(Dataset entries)
☆ ☆ ☆ ☆ ☆ ☆ ☆

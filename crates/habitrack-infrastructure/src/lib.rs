// Infrastructure layer - Technical implementations
// Depends on domain layer, implements its interfaces

pub mod config;
pub mod events;
pub mod http;
pub mod logging;
pub mod persistence;
pub mod realtime;
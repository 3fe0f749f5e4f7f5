use chrono::{DateTime, Utc};
use serde::{Deserialize, Serialize};

use crate::shared::{CompletionId, HabitId, UserId};

/// One instance of a habit being done. Append-only: never updated or deleted.
#[derive(Debug, Clone, PartialEq, Serialize, Deserialize)]
pub struct HabitCompletion {
    id: CompletionId,
    habit_id: HabitId,
    user_id: UserId,
    completed_at: DateTime<Utc>,
}

impl HabitCompletion {
    pub fn new(habit_id: HabitId, user_id: UserId, completed_at: DateTime<Utc>) -> Self {
        Self {
            id: CompletionId::new(),
            habit_id,
            user_id,
            completed_at,
        }
    }

    pub fn restore(
        id: CompletionId,
        habit_id: HabitId,
        user_id: UserId,
        completed_at: DateTime<Utc>,
    ) -> Self {
        Self {
            id,
            habit_id,
            user_id,
            completed_at,
        }
    }

    pub fn id(&self) -> &CompletionId {
        &self.id
    }

    pub fn habit_id(&self) -> &HabitId {
        &self.habit_id
    }

    pub fn user_id(&self) -> &UserId {
        &self.user_id
    }

    pub fn completed_at(&self) -> DateTime<Utc> {
        self.completed_at
    }

    /// True when the completion happened at or after `instant`
    pub fn is_since(&self, instant: DateTime<Utc>) -> bool {
        self.completed_at >= instant
    }
}
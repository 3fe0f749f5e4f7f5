pub mod repositories;
pub mod session_file;

mod result_ext;

pub use result_ext::ResultExt;
pub use session_file::SessionFileStore;
mod aggregate;
mod repository;
mod value_objects;


pub use aggregate::Habit;
pub use repository::HabitRepository;
pub use value_objects::Frequency;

☆ ☆ ☆ ☆ ☆ ☆ ☆

Go to the line holding "pub fn user_id(&self)" in the entries above and return it, along with every line after it, exactly as written.

● Solution to this task:
    pub fn user_id(&self) -> &UserId {
        &self.user_id
    }

    pub fn completed_at(&self) -> DateTime<Utc> {
        self.completed_at
    }

    /// True when the completion happened at or after `instant`
    pub fn is_since(&self, instant: DateTime<Utc>) -> bool {
        self.completed_at >= instant
    }
}
repository 3fe0f749f5e4f7f5
pub mod repositories;
pub mod session_file;

mod result_ext;

pub use result_ext::ResultExt;
pub use session_file::SessionFileStore;
mod aggregate;
mod repository;
mod value_objects;


pub use aggregate::Habit;
pub use repository::HabitRepository;
pub use value_objects::Frequency;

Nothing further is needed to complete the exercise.